(Dataset entries)
__________
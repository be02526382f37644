//! Validation of stack names and output keys.

use crate::errors::{ContractErrorInfo, ConfigurationError};
use regex::Regex;
use std::sync::OnceLock;

/// Reserved word meaning "every stack" on the command line.
pub const ALL_STACKS: &str = "all";

fn stack_name_pattern() -> &'static Regex {
    static PATTERN: OnceLock<Regex> = OnceLock::new();
    PATTERN.get_or_init(|| {
        Regex::new(r"^[a-z][a-z0-9-]*$").expect("stack name pattern is a valid regex")
    })
}

fn output_key_pattern() -> &'static Regex {
    static PATTERN: OnceLock<Regex> = OnceLock::new();
    PATTERN.get_or_init(|| {
        Regex::new(r"^[A-Za-z][A-Za-z0-9_.-]*$").expect("output key pattern is a valid regex")
    })
}

/// Returns true if `name` is a usable stack name.
#[must_use]
pub fn is_valid_stack_name(name: &str) -> bool {
    name != ALL_STACKS && stack_name_pattern().is_match(name)
}

/// Returns true if `key` is a usable output key.
#[must_use]
pub fn is_valid_output_key(key: &str) -> bool {
    output_key_pattern().is_match(key)
}

/// Validates a stack name.
///
/// # Errors
///
/// Returns a [`ConfigurationError`] if the name is empty, reserved, or
/// contains characters other than lowercase letters, digits and dashes.
pub fn validate_stack_name(name: &str) -> Result<(), ConfigurationError> {
    if is_valid_stack_name(name) {
        return Ok(());
    }
    Err(ConfigurationError::new(format!(
        "Invalid stack name '{name}': expected lowercase letters, digits and dashes, not '{ALL_STACKS}'"
    ))
    .with_stacks(vec![name.to_string()])
    .with_error_info(ContractErrorInfo::new(
        "STACK-002-INVALID_NAME",
        format!("Stack name '{name}' is not allowed"),
    )))
}

/// Validates an output key declared by or required from `stack`.
///
/// # Errors
///
/// Returns a [`ConfigurationError`] if the key is malformed.
pub fn validate_output_key(stack: &str, key: &str) -> Result<(), ConfigurationError> {
    if is_valid_output_key(key) {
        return Ok(());
    }
    Err(ConfigurationError::new(format!(
        "Invalid output key '{key}' on stack '{stack}'"
    ))
    .with_stacks(vec![stack.to_string()])
    .with_error_info(
        ContractErrorInfo::new("STACK-002-INVALID_KEY", format!("Output key '{key}' is not allowed"))
            .with_context_entry("stack", stack),
    ))
}

#[cfg(test)]
mod tests {
    use super::*;

    #[test]
    fn test_stack_names() {
        assert!(is_valid_stack_name("network"));
        assert!(is_valid_stack_name("docker-repository"));
        assert!(!is_valid_stack_name(""));
        assert!(!is_valid_stack_name("all"));
        assert!(!is_valid_stack_name("Network"));
        assert!(!is_valid_stack_name("1net"));
        assert!(!is_valid_stack_name("net work"));
    }

    #[test]
    fn test_output_keys() {
        assert!(is_valid_output_key("vpcId"));
        assert!(is_valid_output_key("load_balancer.arn"));
        assert!(!is_valid_output_key(""));
        assert!(!is_valid_output_key("9lives"));
        assert!(!is_valid_output_key("has space"));
    }

    #[test]
    fn test_validate_stack_name_error_code() {
        let err = validate_stack_name("all").unwrap_err();
        assert_eq!(err.error_info.unwrap().code, "STACK-002-INVALID_NAME");
    }

    #[test]
    fn test_validate_output_key_names_stack() {
        let err = validate_output_key("network", "bad key").unwrap_err();
        assert_eq!(err.stacks, vec!["network".to_string()]);
    }
}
__________
For the word "allowed", find all matching lines in the entries above and copy them out.

**YOUR SOLUTION:**
        format!("Stack name '{name}' is not allowed"),
        ContractErrorInfo::new("STACK-002-INVALID_KEY", format!("Output key '{key}' is not allowed"))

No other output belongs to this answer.